The micronucleation process of mouse erythrocytes caused by a clastogen has been described by means of a two-compartment model in which the bone marrow pool of polychromatic erthrocytes (PCE) and of normochromatic erythrocytes (NCE) are considered to be the compartments. The kinetic processes involved in this system and its rates (in parentheses) are: the generation of PCE (kg), the micronucleation of erythrocytes (kMN), the maturation of PCE to NCE (km) and the removal of NCE (kout) and of micronucleated NCE (kMNout).

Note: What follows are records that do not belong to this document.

//! Draw ggplot2 graphs from Rust by shelling out to Rscript.
//!
//! Each call exports the caller's named tables to CSV interchange files,
//! composes a transient R script, runs it under Rscript and either leaves
//! the graph at the requested path ([`ggwrite`]) or loads it back into
//! memory ([`ggshow`]). There is no plotting engine here and no validation
//! of the user's R code; the interpreter's verdict is the only one.
//!
//! ```no_run
//! use ggshow::{ggwrite, Cell, Table, WriteOptions};
//!
//! # fn main() -> anyhow::Result<()> {
//! let mut df = Table::new(["x", "y"]);
//! df.push_row(vec![Cell::Int(1), Cell::Float(1.0)])?;
//! df.push_row(vec![Cell::Int(2), Cell::Float(4.0)])?;
//!
//! let opts = WriteOptions::default()
//!     .size(3.0, 2.0)
//!     .table("df", df);
//! ggwrite("ggplot(df, aes(x, y)) + geom_line()", "out.png", &opts)?;
//! # Ok(())
//! # }
//! ```

pub mod config;
mod diag;
mod error;
mod exec;
mod render;
mod script;
mod table;

pub use error::GgError;
pub use render::{
    ggshow, ggwrite, Displayer, ImageFormat, ProcessFailure, RenderedImage, ShowOptions,
    WriteOptions, WriteOutcome,
};
pub use script::{Dimension, SaveSize};
pub use table::{Cell, Table};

It is assumed that kMN = kinjkg, where kinj is an injury factor which may depend on the clastogen concentration. The model has been applied to the data published by Hayashi et al. (1984) for the frequency of micronucleated PCE under the assumptions that the clastogen "dose" was constant during a period T and the PCE generation was steady and unperturbed by the clastogen. For the three chemicals used—mytomycin C (MMC), 6-mercaptopurine (6-MP) and 1-β-D-arabinofuranosylcytosine (Ara-C)—the following parameters were obtained: kinj = 5·4%, km = 0·069 hr-1, T = 24 hr (MMC); kinj = 7·0%, km = 0·075 hr-1, T = 24 hr (6-MP) and kinj = 4·3%, km = 0·083 hr-1T = 22 hr (Ara-C). The Ara-C data set best fitted the two-compartment model under the assumptions stated above. It has been suggested that the deviations from the theoretical predictions may be due to varying with time clastogen concentration and non-steady PCE generation.